Have you always loved exercise? I sure haven’t.
In 7th grade, I got a D in gym. Some kids seemed to be having fun playing dodgeball and indoor field hockey, but not me. I didn’t like getting hit with a ball, nor did I like hitting other kids, and I kept getting whacked in the hands with the hockey stick by overenthusiastic players.
I preferred drawing, sewing, and reading.
I hated having to change into the awful white cotton gym suit with pinchy elastic around my chunky thighs.
The skinny girls were able to do the required number of pull-ups for the President’s Physical Fitness Test, and I couldn’t do one. The test also included standing long jumps, which seemed like a dumb, arbitrary measure of physical fitness – having to leap into a long narrow sand pit and land without getting a mouthful of sand was difficult for most of the kids, but some of them really seemed to be enjoying themselves. The gym teacher through middle school loved the demoralizing song “Chicken Fat”, which made some kids laugh and dance, but is still painfully burned into my brain.

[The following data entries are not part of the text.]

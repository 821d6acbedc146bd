//! Normalization of `<machine>` elements into [`Machine`] records.

use mamematic_core::{DRIVER_FIELDS, Machine};

use crate::error::DatError;
use crate::genre::GenreTable;
use crate::listxml::XmlElement;

/// Build a normalized record from one `<machine>` element.
///
/// Pure: reads `element` and `genres`, retains neither. Defaults follow the
/// catalog's conventions: a machine is runnable unless it says otherwise, and
/// a machine without `cloneof` is its own parent.
pub fn machine_from_element(element: &XmlElement, genres: &GenreTable) -> Result<Machine, DatError> {
    let name = element.attr("name").ok_or(DatError::MissingName)?;
    let flag = |attribute: &str, default: bool| {
        parse_bool(element.attr(attribute), default).map_err(|value| {
            DatError::InvalidBooleanLiteral {
                machine: name.to_string(),
                attribute: attribute.to_string(),
                value,
            }
        })
    };

    let mut machine = Machine::new(name);
    machine.sourcefile = element.attr("sourcefile").map(str::to_string);
    machine.isbios = flag("isbios", false)?;
    machine.isdevice = flag("isdevice", false)?;
    machine.ismechanical = flag("ismechanical", false)?;
    machine.runnable = flag("runnable", true)?;
    if let Some(parent) = element.attr("cloneof") {
        machine.cloneof = parent.to_string();
    }
    machine.romof = element.attr("romof").map(str::to_string);
    machine.sampleof = element.attr("sampleof").map(str::to_string);

    machine.description = child_text(element, "description");
    machine.year = child_text(element, "year");
    machine.manufacturer = child_text(element, "manufacturer");

    if let Some(driver) = element.child("driver") {
        for field in DRIVER_FIELDS {
            if let (Some(slot), Some(value)) = (machine.driver_field_mut(field), driver.attr(field)) {
                *slot = value.to_string();
            }
        }
    }

    if log::log_enabled!(log::Level::Trace) {
        let controls: Vec<&str> = element
            .children_named("input")
            .flat_map(|input| input.children_named("control"))
            .filter_map(|control| control.attr("type"))
            .collect();
        log::trace!("{name}: controls {controls:?}");
    }

    machine.set_genre(genres.get(name));
    Ok(machine)
}

/// Coerce a `yes`/`no` attribute value, falling back to `default` when absent.
///
/// Any other value is returned as the error so the caller can report it.
pub fn parse_bool(raw: Option<&str>, default: bool) -> Result<bool, String> {
    match raw {
        None => Ok(default),
        Some("yes") => Ok(true),
        Some("no") => Ok(false),
        Some(other) => Err(other.to_string()),
    }
}

fn child_text(element: &XmlElement, name: &str) -> String {
    element
        .child(name)
        .map(|child| child.text.clone())
        .unwrap_or_default()
}
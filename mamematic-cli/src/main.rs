//! mamematic CLI
//!
//! Reads the emulator's machine catalog, joins genre metadata and saves the
//! result as JSON.

mod config;
mod error;
mod logging;

use std::path::{Path, PathBuf};
use std::process::ExitCode;

use clap::Parser;
use log::LevelFilter;

use mamematic_dat::{GenreTable, MachineList};

use crate::config::Settings;
use crate::error::CliError;

#[derive(Parser)]
#[command(name = "mamematic", version)]
#[command(about = "MAME front-end: read the machine catalog and save it as JSON", long_about = None)]
struct Cli {
    /// Verbose output
    #[arg(short, long)]
    verbose: bool,

    /// Config directory (holds mamematic.toml)
    #[arg(short, long, default_value = ".")]
    directory: PathBuf,

    /// Read the machine list from this XML file or emulator executable
    #[arg(short, long)]
    xml: Option<PathBuf>,

    /// Genre file in catver.ini format
    #[arg(short, long)]
    genres: Option<PathBuf>,

    /// Load a JSON snapshot instead of reading the XML machine list
    #[arg(short, long, conflicts_with = "xml")]
    json: Option<PathBuf>,

    /// Save the machine list as JSON
    #[arg(short, long)]
    output: Option<PathBuf>,
}

fn main() -> ExitCode {
    let cli = Cli::parse();

    let level = if cli.verbose {
        LevelFilter::Debug
    } else {
        LevelFilter::Info
    };
    logging::init(level, Path::new(logging::LOG_FILE));
    log::info!("mamematic {}", env!("CARGO_PKG_VERSION"));
    log::debug!("Verbose logging enabled");

    match run(cli) {
        Ok(()) => ExitCode::SUCCESS,
        Err(e) => {
            log::error!("ERROR: {}", error::report(&e));
            log::debug!("{e:?}");
            ExitCode::FAILURE
        }
    }
}

fn run(cli: Cli) -> Result<(), CliError> {
    std::env::set_current_dir(&cli.directory).map_err(|source| CliError::Directory {
        path: cli.directory.display().to_string(),
        source,
    })?;
    let settings = Settings::load(Path::new(config::CONFIG_FILE))?;

    let machines = match cli.json {
        Some(snapshot) => MachineList::load_json(&snapshot)?,
        None => {
            let source = cli.xml.or(settings.mame.exec).ok_or_else(|| {
                CliError::config(format!(
                    "no machine list source: pass --xml or set mame.exec in {}",
                    config::CONFIG_FILE
                ))
            })?;
            let genres = match cli.genres.or(settings.mame.genres) {
                Some(path) => GenreTable::load(&path)?,
                None => GenreTable::default(),
            };
            MachineList::load_xml(&source, &genres)?
        }
    };

    for machine in &machines {
        log::info!("{machine}");
    }

    if let Some(output) = cli.output.or(settings.mame.output) {
        machines.save_json(&output)?;
        log::info!("Saved {} machines to {}", machines.len(), output.display());
    }

    Ok(())
}

#[cfg(test)]
mod tests {
    use super::*;
    use clap::CommandFactory;

    #[test]
    fn test_cli_definition() {
        Cli::command().debug_assert();
    }

    #[test]
    fn test_defaults() {
        let cli = Cli::try_parse_from(["mamematic"]).unwrap();
        assert!(!cli.verbose);
        assert_eq!(cli.directory, PathBuf::from("."));
        assert!(cli.xml.is_none());
        assert!(cli.output.is_none());
    }

    #[test]
    fn test_short_flags() {
        let cli = Cli::try_parse_from([
            "mamematic", "-v", "-d", "/srv/mame", "-x", "mame.xml", "-g", "catver.ini", "-o",
            "out.json",
        ])
        .unwrap();
        assert!(cli.verbose);
        assert_eq!(cli.directory, PathBuf::from("/srv/mame"));
        assert_eq!(cli.xml, Some(PathBuf::from("mame.xml")));
        assert_eq!(cli.genres, Some(PathBuf::from("catver.ini")));
        assert_eq!(cli.output, Some(PathBuf::from("out.json")));
    }

    #[test]
    fn test_json_conflicts_with_xml() {
        let result = Cli::try_parse_from(["mamematic", "-x", "mame.xml", "-j", "snap.json"]);
        assert!(result.is_err());
    }
}
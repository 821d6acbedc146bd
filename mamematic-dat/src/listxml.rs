//! Reader for the emulator's `-listxml` machine catalog.
//!
//! The catalog is streamed through quick-xml. Only `machine` subtrees are
//! kept, each as a small owned [`XmlElement`] tree; everything else is checked
//! for well-formedness and dropped.

use std::io::BufRead;
use std::path::Path;

use quick_xml::events::{BytesStart, Event};
use quick_xml::reader::Reader;

use crate::error::DatError;

/// Tag of the catalog elements we collect.
pub const MACHINE_TAG: &str = "machine";

/// An owned XML element: tag, attributes in document order, direct text and children.
#[derive(Debug, Clone, Default, PartialEq, Eq)]
pub struct XmlElement {
    pub name: String,
    pub attributes: Vec<(String, String)>,
    /// Concatenated text directly inside this element (not its children).
    pub text: String,
    pub children: Vec<XmlElement>,
}

impl XmlElement {
    pub fn new(name: impl Into<String>) -> Self {
        Self {
            name: name.into(),
            ..Default::default()
        }
    }

    pub fn with_attr(mut self, key: impl Into<String>, value: impl Into<String>) -> Self {
        self.attributes.push((key.into(), value.into()));
        self
    }

    pub fn with_text(mut self, text: impl Into<String>) -> Self {
        self.text = text.into();
        self
    }

    pub fn with_child(mut self, child: XmlElement) -> Self {
        self.children.push(child);
        self
    }

    /// Value of the first attribute called `key`.
    pub fn attr(&self, key: &str) -> Option<&str> {
        self.attributes
            .iter()
            .find(|(k, _)| k == key)
            .map(|(_, v)| v.as_str())
    }

    /// First direct child called `name`.
    pub fn child(&self, name: &str) -> Option<&XmlElement> {
        self.children.iter().find(|c| c.name == name)
    }

    /// All direct children called `name`.
    pub fn children_named<'a>(&'a self, name: &'a str) -> impl Iterator<Item = &'a XmlElement> {
        self.children.iter().filter(move |c| c.name == name)
    }

    /// Every element below this one, depth-first in document order.
    pub fn descendants(&self) -> Descendants<'_> {
        Descendants {
            stack: vec![self.children.iter()],
        }
    }
}

/// Depth-first iterator over an element's descendants. See [`XmlElement::descendants`].
pub struct Descendants<'a> {
    stack: Vec<std::slice::Iter<'a, XmlElement>>,
}

impl<'a> Iterator for Descendants<'a> {
    type Item = &'a XmlElement;

    fn next(&mut self) -> Option<Self::Item> {
        loop {
            let level = self.stack.last_mut()?;
            match level.next() {
                Some(element) => {
                    self.stack.push(element.children.iter());
                    return Some(element);
                }
                None => {
                    self.stack.pop();
                }
            }
        }
    }
}

/// A parsed machine catalog document.
#[derive(Debug, Clone)]
pub struct ListXml {
    root: XmlElement,
    machines: Vec<XmlElement>,
}

impl ListXml {
    /// Parse a catalog document from any buffered reader.
    ///
    /// Fails with [`DatError::NotXml`] (or a quick-xml error) unless the
    /// stream is a single well-formed XML document.
    pub fn parse<R: BufRead>(reader: R) -> Result<Self, DatError> {
        let mut xml = Reader::from_reader(reader);
        let mut tree = TreeBuilder::default();
        let mut buf = Vec::new();

        loop {
            match xml.read_event_into(&mut buf)? {
                Event::Start(ref e) => tree.open(element_from_start(e)?)?,
                Event::Empty(ref e) => {
                    tree.open(element_from_start(e)?)?;
                    tree.close();
                }
                Event::End(_) => tree.close(),
                Event::Text(ref e) => tree.text(&e.unescape()?)?,
                Event::CData(e) => tree.text(&String::from_utf8_lossy(&e.into_inner()))?,
                Event::Eof => break,
                _ => {}
            }
            buf.clear();
        }

        tree.finish()
    }

    /// Parse a catalog document from a file.
    pub fn from_file(path: &Path) -> Result<Self, DatError> {
        let file = std::fs::File::open(path)?;
        Self::parse(std::io::BufReader::new(file))
    }

    /// The document's root element, without children (e.g. `<mame build="...">`).
    pub fn root(&self) -> &XmlElement {
        &self.root
    }

    /// Every `machine` element in the document, at any depth, in document order.
    pub fn machines(&self) -> impl Iterator<Item = &XmlElement> {
        self.machines.iter().flat_map(|machine| {
            std::iter::once(machine)
                .chain(machine.descendants().filter(|e| e.name == MACHINE_TAG))
        })
    }
}

/// Incremental state while streaming events.
#[derive(Default)]
struct TreeBuilder {
    root: Option<XmlElement>,
    /// Open element count, whether or not the element is being kept.
    depth: usize,
    /// Currently open elements of a machine subtree, outermost first.
    open: Vec<XmlElement>,
    machines: Vec<XmlElement>,
}

impl TreeBuilder {
    fn open(&mut self, element: XmlElement) -> Result<(), DatError> {
        if self.depth == 0 {
            if self.root.is_some() {
                return Err(DatError::not_xml(format!(
                    "second root element <{}>",
                    element.name
                )));
            }
            self.root = Some(XmlElement {
                name: element.name.clone(),
                attributes: element.attributes.clone(),
                ..Default::default()
            });
        }
        self.depth += 1;
        if !self.open.is_empty() || element.name == MACHINE_TAG {
            self.open.push(element);
        }
        Ok(())
    }

    fn close(&mut self) {
        self.depth = self.depth.saturating_sub(1);
        if let Some(done) = self.open.pop() {
            match self.open.last_mut() {
                Some(parent) => parent.children.push(done),
                None => self.machines.push(done),
            }
        }
    }

    fn text(&mut self, text: &str) -> Result<(), DatError> {
        match self.open.last_mut() {
            Some(element) => element.text.push_str(text),
            None if self.depth == 0 && !text.trim().is_empty() => {
                return Err(DatError::not_xml("text outside the root element"));
            }
            None => {}
        }
        Ok(())
    }

    fn finish(self) -> Result<ListXml, DatError> {
        if self.depth != 0 {
            return Err(DatError::not_xml("document ended inside an element"));
        }
        let root = self
            .root
            .ok_or_else(|| DatError::not_xml("no root element"))?;
        Ok(ListXml {
            root,
            machines: self.machines,
        })
    }
}

fn element_from_start(e: &BytesStart<'_>) -> Result<XmlElement, DatError> {
    let mut element = XmlElement::new(String::from_utf8_lossy(e.name().as_ref()));
    for attr in e.attributes() {
        let attr = attr?;
        let key = String::from_utf8_lossy(attr.key.as_ref()).to_string();
        let value = attr.unescape_value()?.into_owned();
        element.attributes.push((key, value));
    }
    Ok(element)
}

#[cfg(test)]
mod tests {
    use super::*;

    const SAMPLE: &str = r#"<?xml version="1.0"?>
<!DOCTYPE mame [
<!ELEMENT mame (machine+)>
<!ATTLIST mame build CDATA #IMPLIED>
]>
<mame build="0.261 (mame0261)">
    <machine name="pacman" sourcefile="pacman/pacman.cpp">
        <description>Pac-Man (Midway)</description>
        <year>1980</year>
        <manufacturer>Namco (Midway license)</manufacturer>
        <driver status="good" emulation="good" savestate="supported"/>
    </machine>
    <machine name="mspacman" cloneof="pacman" romof="pacman">
        <description>Ms. Pac-Man &amp; Friends</description>
    </machine>
</mame>"#;

    #[test]
    fn test_parse_machines() {
        let doc = ListXml::parse(SAMPLE.as_bytes()).unwrap();
        assert_eq!(doc.root().name, "mame");
        assert_eq!(doc.root().attr("build"), Some("0.261 (mame0261)"));
        assert!(doc.root().children.is_empty());

        let machines: Vec<_> = doc.machines().collect();
        assert_eq!(machines.len(), 2);
        assert_eq!(machines[0].attr("name"), Some("pacman"));
        assert_eq!(
            machines[0].child("manufacturer").map(|e| e.text.as_str()),
            Some("Namco (Midway license)")
        );
        assert_eq!(
            machines[0].child("driver").and_then(|d| d.attr("status")),
            Some("good")
        );
        assert_eq!(
            machines[1].child("description").map(|e| e.text.as_str()),
            Some("Ms. Pac-Man & Friends")
        );
    }

    #[test]
    fn test_machines_found_at_any_depth() {
        let xml = r#"<root>
            <group><machine name="a"/></group>
            <machine name="b"><machine name="c"/></machine>
        </root>"#;
        let doc = ListXml::parse(xml.as_bytes()).unwrap();
        let names: Vec<_> = doc.machines().filter_map(|m| m.attr("name")).collect();
        assert_eq!(names, vec!["a", "b", "c"]);
    }

    #[test]
    fn test_root_machine() {
        let doc = ListXml::parse(r#"<machine name="solo"/>"#.as_bytes()).unwrap();
        assert_eq!(doc.machines().count(), 1);
    }

    #[test]
    fn test_empty_child_has_empty_text() {
        let xml = r#"<mame><machine name="x"><year/><description></description></machine></mame>"#;
        let doc = ListXml::parse(xml.as_bytes()).unwrap();
        let m = doc.machines().next().unwrap();
        assert_eq!(m.child("year").unwrap().text, "");
        assert_eq!(m.child("description").unwrap().text, "");
    }

    #[test]
    fn test_cdata_text() {
        let xml = r#"<mame><machine name="x"><description><![CDATA[A <b> C]]></description></machine></mame>"#;
        let doc = ListXml::parse(xml.as_bytes()).unwrap();
        let m = doc.machines().next().unwrap();
        assert_eq!(m.child("description").unwrap().text, "A <b> C");
    }

    #[test]
    fn test_rejects_non_xml() {
        let err = ListXml::parse("#!/bin/sh\necho hello\n".as_bytes()).unwrap_err();
        assert!(err.is_parse_failure());
    }

    #[test]
    fn test_rejects_empty_input() {
        let err = ListXml::parse("".as_bytes()).unwrap_err();
        assert!(matches!(err, DatError::NotXml(_)));
    }

    #[test]
    fn test_rejects_unclosed_root() {
        let err = ListXml::parse(r#"<mame><machine name="a"/>"#.as_bytes()).unwrap_err();
        assert!(err.is_parse_failure());
    }

    #[test]
    fn test_rejects_mismatched_end() {
        let err = ListXml::parse("<mame><machine></mame>".as_bytes()).unwrap_err();
        assert!(err.is_parse_failure());
    }

    #[test]
    fn test_rejects_two_roots() {
        let err = ListXml::parse("<a/><b/>".as_bytes()).unwrap_err();
        assert!(matches!(err, DatError::NotXml(_)));
    }

    #[test]
    fn test_descendants_order() {
        let tree = XmlElement::new("a")
            .with_child(XmlElement::new("b").with_child(XmlElement::new("c")))
            .with_child(XmlElement::new("d"));
        let names: Vec<_> = tree.descendants().map(|e| e.name.as_str()).collect();
        assert_eq!(names, vec!["b", "c", "d"]);
    }

    #[test]
    fn test_children_named() {
        let input = XmlElement::new("input")
            .with_child(XmlElement::new("control").with_attr("type", "joy"))
            .with_child(XmlElement::new("other"))
            .with_child(XmlElement::new("control").with_attr("type", "dial"));
        let types: Vec<_> = input
            .children_named("control")
            .filter_map(|c| c.attr("type"))
            .collect();
        assert_eq!(types, vec!["joy", "dial"]);
    }
}
//! Logger setup: timestamped lines on stderr, mirrored to a log file.

use std::fs::{File, OpenOptions};
use std::io::{self, Write};
use std::path::Path;

use env_logger::Target;
use env_logger::fmt::Formatter;
use log::{Level, LevelFilter, Record};

/// Log file name, relative to the directory the program starts in.
pub(crate) const LOG_FILE: &str = "mamematic.log";

const TIMESTAMP_FORMAT: &str = "%Y-%m-%d %H:%M:%S";

/// Install the global logger. `RUST_LOG` overrides `level` when set.
///
/// If the log file cannot be opened, logging continues on stderr only.
pub(crate) fn init(level: LevelFilter, log_file: &Path) {
    let target = match OpenOptions::new().create(true).append(true).open(log_file) {
        Ok(file) => Target::Pipe(Box::new(Tee { file })),
        Err(e) => {
            eprintln!("Cannot open log file {}: {e}", log_file.display());
            Target::Stderr
        }
    };

    env_logger::Builder::new()
        .filter_level(level)
        .parse_default_env()
        .format(format_record)
        .target(target)
        .init();
}

fn format_record(buf: &mut Formatter, record: &Record<'_>) -> io::Result<()> {
    let timestamp = chrono::Local::now().format(TIMESTAMP_FORMAT);
    let tag = level_tag(record.level());
    if record.level() > Level::Info {
        writeln!(
            buf,
            "{timestamp} {tag} ({}:{}) {}",
            record.module_path().unwrap_or("?"),
            record.line().unwrap_or(0),
            record.args()
        )
    } else {
        writeln!(buf, "{timestamp} {tag} {}", record.args())
    }
}

fn level_tag(level: Level) -> &'static str {
    match level {
        Level::Error => "[E]",
        Level::Warn => "[W]",
        Level::Info => "[I]",
        Level::Debug => "[D]",
        Level::Trace => "[T]",
    }
}

/// Writes every record to stderr and the log file.
struct Tee<W: Write = File> {
    file: W,
}

impl<W: Write> Write for Tee<W> {
    fn write(&mut self, buf: &[u8]) -> io::Result<usize> {
        io::stderr().write_all(buf)?;
        self.file.write_all(buf)?;
        Ok(buf.len())
    }

    fn flush(&mut self) -> io::Result<()> {
        io::stderr().flush()?;
        self.file.flush()
    }
}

Exercise seemed like torture for years afterward.
As a hippie art major in college, I thought jocks were dumb.
Art majors and athletes were two entirely mutually exclusive things in my mind. An “earthy” free spirit in long braids, granny dresses and sandals would never wield a lacrosse stick.
Even after college, exercise for its own sake, even going to a gym seemed like a waste of time and money. Activities like gardening, running, and riding a bike felt like fun, not at all like exercise, and it felt good to do errands by bike and to be productive growing vegetables and flowers.
Little did I know that these “fun” activities were indeed exercises. At the same time, aches and pains were creeping in and injuries were occurring.
This is why I train.
I realized that I needed a plan to train for life. Cardiovascular training would help me ride longer and stronger pulling kids in a trailer and bike seat, and strength, flexibility, and stabilization training would reduce the chance of further injury working in the garden.
Does exercise have to be fun?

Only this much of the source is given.